→ Items from a dataset
▬▬▬▬▬▬

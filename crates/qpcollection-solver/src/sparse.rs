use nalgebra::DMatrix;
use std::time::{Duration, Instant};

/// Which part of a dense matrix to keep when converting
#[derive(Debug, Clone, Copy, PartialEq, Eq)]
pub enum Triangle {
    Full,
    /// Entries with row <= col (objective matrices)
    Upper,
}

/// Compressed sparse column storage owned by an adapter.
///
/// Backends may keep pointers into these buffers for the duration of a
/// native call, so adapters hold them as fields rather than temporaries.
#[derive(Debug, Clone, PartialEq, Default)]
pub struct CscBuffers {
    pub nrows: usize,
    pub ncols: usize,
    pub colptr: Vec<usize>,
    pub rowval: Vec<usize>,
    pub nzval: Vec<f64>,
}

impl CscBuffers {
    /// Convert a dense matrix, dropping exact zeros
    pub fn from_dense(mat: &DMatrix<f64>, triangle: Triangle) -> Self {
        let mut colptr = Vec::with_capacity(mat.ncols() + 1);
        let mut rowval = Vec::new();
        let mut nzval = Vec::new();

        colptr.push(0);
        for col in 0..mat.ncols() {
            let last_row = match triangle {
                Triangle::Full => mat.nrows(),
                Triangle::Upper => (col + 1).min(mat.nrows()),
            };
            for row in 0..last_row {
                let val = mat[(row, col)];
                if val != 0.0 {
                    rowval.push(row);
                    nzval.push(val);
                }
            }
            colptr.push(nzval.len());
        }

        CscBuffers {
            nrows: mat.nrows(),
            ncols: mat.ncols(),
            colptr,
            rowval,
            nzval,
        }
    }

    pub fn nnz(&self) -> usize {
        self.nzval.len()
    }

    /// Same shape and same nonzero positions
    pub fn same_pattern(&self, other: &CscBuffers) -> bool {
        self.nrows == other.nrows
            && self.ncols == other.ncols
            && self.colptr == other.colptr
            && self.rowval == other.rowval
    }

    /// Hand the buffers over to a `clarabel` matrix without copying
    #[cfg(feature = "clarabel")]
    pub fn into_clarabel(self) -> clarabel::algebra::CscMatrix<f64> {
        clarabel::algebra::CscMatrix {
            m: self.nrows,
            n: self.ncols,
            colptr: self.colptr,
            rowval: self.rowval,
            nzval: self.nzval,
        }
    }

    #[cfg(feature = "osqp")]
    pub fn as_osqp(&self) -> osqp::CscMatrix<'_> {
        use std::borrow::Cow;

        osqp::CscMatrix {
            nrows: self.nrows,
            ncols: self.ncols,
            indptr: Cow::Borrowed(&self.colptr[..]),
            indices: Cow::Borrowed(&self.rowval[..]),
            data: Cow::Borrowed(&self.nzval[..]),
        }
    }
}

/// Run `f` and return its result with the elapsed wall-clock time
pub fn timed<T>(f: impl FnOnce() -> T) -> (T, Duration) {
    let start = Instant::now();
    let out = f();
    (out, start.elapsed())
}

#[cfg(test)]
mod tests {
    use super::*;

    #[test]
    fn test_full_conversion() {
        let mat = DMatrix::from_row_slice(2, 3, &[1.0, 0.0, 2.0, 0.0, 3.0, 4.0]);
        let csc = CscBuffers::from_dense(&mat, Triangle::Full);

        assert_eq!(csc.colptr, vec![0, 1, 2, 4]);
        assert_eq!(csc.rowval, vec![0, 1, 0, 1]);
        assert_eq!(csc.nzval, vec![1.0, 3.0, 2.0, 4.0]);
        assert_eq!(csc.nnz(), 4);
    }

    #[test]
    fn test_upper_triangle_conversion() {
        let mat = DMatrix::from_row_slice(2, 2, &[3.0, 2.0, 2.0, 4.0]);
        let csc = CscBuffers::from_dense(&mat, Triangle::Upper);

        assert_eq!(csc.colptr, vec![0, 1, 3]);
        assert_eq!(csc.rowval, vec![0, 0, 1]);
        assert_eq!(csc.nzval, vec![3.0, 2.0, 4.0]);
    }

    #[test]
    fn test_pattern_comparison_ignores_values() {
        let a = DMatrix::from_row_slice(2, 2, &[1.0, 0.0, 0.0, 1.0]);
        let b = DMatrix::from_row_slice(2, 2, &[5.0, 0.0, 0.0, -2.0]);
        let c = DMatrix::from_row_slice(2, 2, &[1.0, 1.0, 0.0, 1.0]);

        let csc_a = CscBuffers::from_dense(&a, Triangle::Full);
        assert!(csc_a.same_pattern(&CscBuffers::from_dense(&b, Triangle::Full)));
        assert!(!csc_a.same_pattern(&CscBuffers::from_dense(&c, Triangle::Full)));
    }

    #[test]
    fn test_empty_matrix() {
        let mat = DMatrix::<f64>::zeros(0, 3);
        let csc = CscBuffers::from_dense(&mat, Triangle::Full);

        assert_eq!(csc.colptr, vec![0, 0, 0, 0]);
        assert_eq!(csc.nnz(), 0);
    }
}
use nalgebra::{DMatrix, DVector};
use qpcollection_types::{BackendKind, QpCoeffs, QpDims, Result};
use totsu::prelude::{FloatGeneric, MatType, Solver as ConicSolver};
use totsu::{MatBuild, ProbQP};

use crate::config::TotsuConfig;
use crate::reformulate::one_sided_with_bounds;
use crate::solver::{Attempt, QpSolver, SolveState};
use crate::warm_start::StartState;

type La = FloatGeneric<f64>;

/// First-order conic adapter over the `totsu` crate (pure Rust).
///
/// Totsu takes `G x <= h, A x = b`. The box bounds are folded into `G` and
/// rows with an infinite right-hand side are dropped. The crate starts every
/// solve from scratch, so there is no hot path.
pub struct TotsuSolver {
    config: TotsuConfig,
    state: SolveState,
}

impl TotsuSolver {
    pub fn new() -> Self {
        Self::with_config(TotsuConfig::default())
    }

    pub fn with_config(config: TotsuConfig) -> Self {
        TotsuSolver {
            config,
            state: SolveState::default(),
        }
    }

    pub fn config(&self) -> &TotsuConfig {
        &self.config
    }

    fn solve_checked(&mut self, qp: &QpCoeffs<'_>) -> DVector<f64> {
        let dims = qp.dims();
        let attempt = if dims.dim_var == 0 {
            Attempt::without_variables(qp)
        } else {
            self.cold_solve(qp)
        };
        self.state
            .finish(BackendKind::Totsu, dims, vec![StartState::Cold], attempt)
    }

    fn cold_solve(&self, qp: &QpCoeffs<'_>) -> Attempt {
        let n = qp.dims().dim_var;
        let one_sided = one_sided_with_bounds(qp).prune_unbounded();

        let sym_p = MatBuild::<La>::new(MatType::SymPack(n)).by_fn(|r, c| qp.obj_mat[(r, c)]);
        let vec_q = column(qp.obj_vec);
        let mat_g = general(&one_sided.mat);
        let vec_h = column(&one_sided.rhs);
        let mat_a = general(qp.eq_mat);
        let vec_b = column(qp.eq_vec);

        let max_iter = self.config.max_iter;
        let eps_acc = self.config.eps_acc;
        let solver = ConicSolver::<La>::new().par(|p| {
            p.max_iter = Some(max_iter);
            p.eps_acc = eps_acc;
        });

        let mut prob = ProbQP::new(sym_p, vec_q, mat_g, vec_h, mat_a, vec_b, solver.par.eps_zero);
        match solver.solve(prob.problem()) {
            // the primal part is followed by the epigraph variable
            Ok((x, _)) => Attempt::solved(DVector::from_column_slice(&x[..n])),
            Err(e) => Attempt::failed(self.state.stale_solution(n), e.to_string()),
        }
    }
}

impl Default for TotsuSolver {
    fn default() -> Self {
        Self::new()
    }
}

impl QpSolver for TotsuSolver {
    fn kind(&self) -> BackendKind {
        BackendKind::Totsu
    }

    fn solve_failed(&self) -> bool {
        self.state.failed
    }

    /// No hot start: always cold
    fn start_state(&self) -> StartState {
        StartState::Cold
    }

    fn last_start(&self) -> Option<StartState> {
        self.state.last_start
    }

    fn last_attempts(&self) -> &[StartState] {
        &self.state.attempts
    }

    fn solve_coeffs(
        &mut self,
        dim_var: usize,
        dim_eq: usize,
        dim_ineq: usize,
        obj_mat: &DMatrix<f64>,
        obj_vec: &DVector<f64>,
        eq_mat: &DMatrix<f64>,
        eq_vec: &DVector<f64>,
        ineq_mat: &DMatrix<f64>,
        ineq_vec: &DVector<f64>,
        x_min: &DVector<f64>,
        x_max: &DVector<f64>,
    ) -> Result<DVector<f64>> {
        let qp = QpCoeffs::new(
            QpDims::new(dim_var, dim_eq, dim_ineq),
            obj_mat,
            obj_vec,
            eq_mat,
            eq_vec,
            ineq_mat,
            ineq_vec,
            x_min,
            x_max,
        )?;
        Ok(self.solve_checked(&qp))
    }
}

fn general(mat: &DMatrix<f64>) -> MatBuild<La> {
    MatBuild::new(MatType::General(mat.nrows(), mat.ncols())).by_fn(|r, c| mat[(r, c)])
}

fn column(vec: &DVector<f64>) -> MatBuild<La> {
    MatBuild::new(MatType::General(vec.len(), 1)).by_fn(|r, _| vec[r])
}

▬▬▬▬▬▬

→ Your objective
What are the lines above, starting at the one with "rowval.push(row);" and ending at the one with "same nonzero positions"? Give them again exactly, and only them.

→ Your solution
                    rowval.push(row);
                    nzval.push(val);
                }
            }
            colptr.push(nzval.len());
        }

        CscBuffers {
            nrows: mat.nrows(),
            ncols: mat.ncols(),
            colptr,
            rowval,
            nzval,
        }
    }

    pub fn nnz(&self) -> usize {
        self.nzval.len()
    }

    /// Same shape and same nonzero positions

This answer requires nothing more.